Just yesterday a Twitter friend, @vladepap expressed delight with a link to a blog post I’d shared about cultivating digital presence. She mentioned she was going to put it in her “like library”, which led me to the portmanteau:
Just how much of our “likebraries” of curated resources are the direct result of our network – real people with whom we interact – rather than stumbled-upon items from surfing the web? Will it be, as I propose in this previous post, that we redefine “knowledge” as connection? If so, what will that mean for teaching and learning? Will we help students cultivate a rich network as a graduation requirement?
Another question that occurred to me was
Does this have anything to do with the trend towards more ephemeral platforms?
I remember when Snapchat came out, and all my 16-18 year students started using it more than Instagram and even text messaging. Why? Their answers were everything from “we like that selfies can be ugly/funny/not perfect” to “it’s easier to snap a pic and add a scribble overlay than text in my message app”.
While this boggled me at the time (was it really quicker than a text?), I get it. I know many teens who claim they remove an Instagram post if it doesn’t earn enough likes. It must be a relief to be able to post something less polished, less contrived, less over-edited and not worry about the consequences.
Is “asking one’s Ellie” related? Do we crave more temporal, less formal interactions, even if it means the information we receive is at risk for being less accurate? Does the recent hoopla over social media filter bubbles in light of Brexit and The U.S. presidential election reflect this trend?
A while back, Nicholas Carr asked Is Google Making Us Stupid? David Weinberger, a favourite thinker of mine, writes about the possibility of networked knowledge making us smarter.

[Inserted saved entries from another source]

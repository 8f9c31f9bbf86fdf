//! In-memory state machine for one questionnaire administration.
//!
//! Tracks the current question index and the answers collected so far,
//! one per already-answered question. Purely in-memory: the session never
//! touches storage and is never serialized. Completing or cancelling is
//! terminal; the caller scores and persists the final answers.

use thiserror::Error;

use crate::Instrument;

#[derive(Debug, Error)]
pub enum SessionError {
    #[error("question {question}: {value} is not one of the option scores")]
    InvalidOption { question: usize, value: u32 },

    #[error("session is finished; no further transitions accepted")]
    Finished,
}

#[derive(Debug, Clone, Copy, PartialEq, Eq)]
pub enum SessionState {
    InProgress,
    Completed,
    Cancelled,
}

/// A single in-progress administration. Invariant while in progress:
/// `answers.len() == index` and `index < question_count`.
#[derive(Debug, Clone)]
pub struct Session {
    test_id: String,
    question_count: usize,
    index: usize,
    answers: Vec<u32>,
    state: SessionState,
}

impl Session {
    /// Begin an administration at question 0 with no answers.
    pub fn start(instrument: &dyn Instrument) -> Self {
        Session {
            test_id: instrument.id().to_string(),
            question_count: instrument.questions().len(),
            index: 0,
            answers: Vec::new(),
            state: SessionState::InProgress,
        }
    }

    pub fn test_id(&self) -> &str {
        &self.test_id
    }

    pub fn state(&self) -> SessionState {
        self.state
    }

    /// Index of the question currently awaiting an answer.
    pub fn current_question(&self) -> usize {
        self.index
    }

    pub fn answers(&self) -> &[u32] {
        &self.answers
    }

    /// Record an answer for the current question and advance. Answering
    /// the final question completes the session.
    pub fn answer(&mut self, instrument: &dyn Instrument, value: u32) -> Result<(), SessionError> {
        if self.state != SessionState::InProgress {
            return Err(SessionError::Finished);
        }
        let Some(question) = instrument.questions().get(self.index) else {
            return Err(SessionError::Finished);
        };
        if !question.accepts(value) {
            return Err(SessionError::InvalidOption {
                question: self.index,
                value,
            });
        }
        self.answers.push(value);
        if self.index + 1 == self.question_count {
            self.state = SessionState::Completed;
        } else {
            self.index += 1;
        }
        Ok(())
    }

    /// Step back one question, discarding its answer. Stepping back from
    /// question 0 cancels the session.
    pub fn back(&mut self) -> Result<(), SessionError> {
        if self.state != SessionState::InProgress {
            return Err(SessionError::Finished);
        }
        if self.index == 0 {
            self.state = SessionState::Cancelled;
        } else {
            self.index -= 1;
            self.answers.pop();
        }
        Ok(())
    }

    /// Consume a completed session, yielding the full answer sequence.
    pub fn into_answers(self) -> Result<Vec<u32>, SessionError> {
        if self.state != SessionState::Completed {
            return Err(SessionError::Finished);
        }
        Ok(self.answers)
    }
}
//! Opaque record ids.
//!
//! Ids are timestamp-derived decimal strings (millisecond precision),
//! matching the format already present in legacy persisted data. Callers
//! pass the clock reading in so id generation stays deterministic in tests.

use jiff::Timestamp;

/// Derive a fresh record id from a clock reading.
pub fn fresh_id(now: Timestamp) -> String {
    now.as_millisecond().to_string()
}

For more on this topic, be sure to check out the following from Brainpickings:
In the meantime,
I hope you find your Ellie.
I think Carr and Weinberger have it backwards. Rather, that the question in your preceding paragraph – “Do we crave more temporal, less formal interactions, even if it means the information we receive is at risk for being less accurate?” should be answered with a resounding “Yes!” which means that it is quite possible that the way we most naturally use networked knowledge is making us stupider rather than smarter.
Maybe there are potential ‘Who Wants to be a Millionaire’ parallels here Amy?

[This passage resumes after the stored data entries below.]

//! Configuration for the camera console.

use std::path::{Path, PathBuf};

use serde::{Deserialize, Serialize};
use spcam_core::{ControllerConfig, SerialTransport};

/// Top-level configuration loaded from a TOML file.
#[derive(Debug, Clone, Default, Serialize, Deserialize)]
#[serde(default)]
pub struct CtlConfig {
    pub serial: SerialConfig,
    pub storage: StorageConfig,
    pub encoder: EncoderConfig,
    pub preview: PreviewConfig,
    pub logging: LoggingConfig,
}

#[derive(Debug, Clone, Serialize, Deserialize)]
#[serde(default)]
pub struct SerialConfig {
    /// Device node, e.g. `/dev/ttyUSB0`.
    pub port: String,
    /// Line speed. The line is always 8N1 without flow control.
    pub baud_rate: u32,
}

/// Output directories, created on demand.
#[derive(Debug, Clone, Serialize, Deserialize)]
#[serde(default)]
pub struct StorageConfig {
    pub video_dir: PathBuf,
    pub photo_dir: PathBuf,
}

#[derive(Debug, Clone, Serialize, Deserialize)]
#[serde(default)]
pub struct EncoderConfig {
    /// Video fourcc: "mp4v", "avc1" or "mjpg".
    pub fourcc: String,
    pub ffmpeg_path: PathBuf,
}

#[derive(Debug, Clone, Serialize, Deserialize)]
#[serde(default)]
pub struct PreviewConfig {
    /// Frames buffered for the preview consumer.
    pub capacity: usize,
    /// File kept updated with the newest live frame. Empty disables it.
    pub file: String,
}

#[derive(Debug, Clone, Serialize, Deserialize)]
#[serde(default)]
pub struct LoggingConfig {
    /// Log level: "trace", "debug", "info", "warn", "error".
    pub level: String,
}

// ── Defaults ─────────────────────────────────────────────────────

impl Default for SerialConfig {
    fn default() -> Self {
        Self {
            port: "/dev/ttyUSB0".into(),
            baud_rate: 115_200,
        }
    }
}

impl Default for StorageConfig {
    fn default() -> Self {
        Self {
            video_dir: PathBuf::from("videos"),
            photo_dir: PathBuf::from("photos"),
        }
    }
}

impl Default for EncoderConfig {
    fn default() -> Self {
        Self {
            fourcc: "mp4v".into(),
            ffmpeg_path: PathBuf::from("ffmpeg"),
        }
    }
}

impl Default for PreviewConfig {
    fn default() -> Self {
        Self {
            capacity: spcam_core::DEFAULT_PREVIEW_CAPACITY,
            file: String::new(),
        }
    }
}

impl Default for LoggingConfig {
    fn default() -> Self {
        Self {
            level: "info".into(),
        }
    }
}

// ── Loading ──────────────────────────────────────────────────────

/// Where a loaded configuration came from.
#[derive(Debug, Clone, PartialEq, Eq)]
pub enum ConfigSource {
    File,
    /// No file at the path; defaults are in use.
    Missing,
    /// The file did not parse; defaults are in use.
    Invalid(String),
}

impl CtlConfig {
    /// Load configuration from a TOML file, falling back to defaults.
    /// The caller logs the returned [`ConfigSource`].
    pub fn load(path: &Path) -> (Self, ConfigSource) {
        match std::fs::read_to_string(path) {
            Ok(contents) => match toml::from_str(&contents) {
                Ok(config) => (config, ConfigSource::File),
                Err(e) => (Self::default(), ConfigSource::Invalid(e.to_string())),
            },
            Err(_) => (Self::default(), ConfigSource::Missing),
        }
    }

    /// Write the default configuration to a file.
    pub fn write_default(path: &Path) -> std::io::Result<()> {
        let text = toml::to_string_pretty(&Self::default()).map_err(std::io::Error::other)?;
        std::fs::write(path, text)
    }

    pub fn to_controller_config(&self) -> ControllerConfig {
        ControllerConfig {
            video_dir: self.storage.video_dir.clone(),
            photo_dir: self.storage.photo_dir.clone(),
            preview_capacity: self.preview.capacity.max(1),
            fourcc: self.encoder.fourcc.clone(),
            ffmpeg_path: self.encoder.ffmpeg_path.clone(),
            ..ControllerConfig::default()
        }
    }

    pub fn transport(&self) -> SerialTransport {
        SerialTransport::new(self.serial.port.as_str(), self.serial.baud_rate)
    }

    /// Preview file, if one is configured.
    pub fn preview_file(&self) -> Option<PathBuf> {
        let file = self.preview.file.trim();
        (!file.is_empty()).then(|| PathBuf::from(file))
    }
}

// ── Tests ────────────────────────────────────────────────────────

‘Ask Ellie’ = ‘Phone a friend’
Ask Twitter = ‘Ask the Audience’
Perhaps we’re shunning either a single authoritative source or an anonymous search machine, in favour of asking people instead? People we know might know stuff. Could trust be at play here?
Thanks for provoking.
Exactly my train of thought! Perhaps I should explore further…hmmm…
Does it have to be a dichotomy? The Buddha, cited in the Brainpickings bit, would say they don’t exist, right? Things just are. Networked knowledge is making us stupider and smarter. When it’s making us stupider, is it connecting us better? Which matters more? Good stuff here. Thanks for pointing me this way.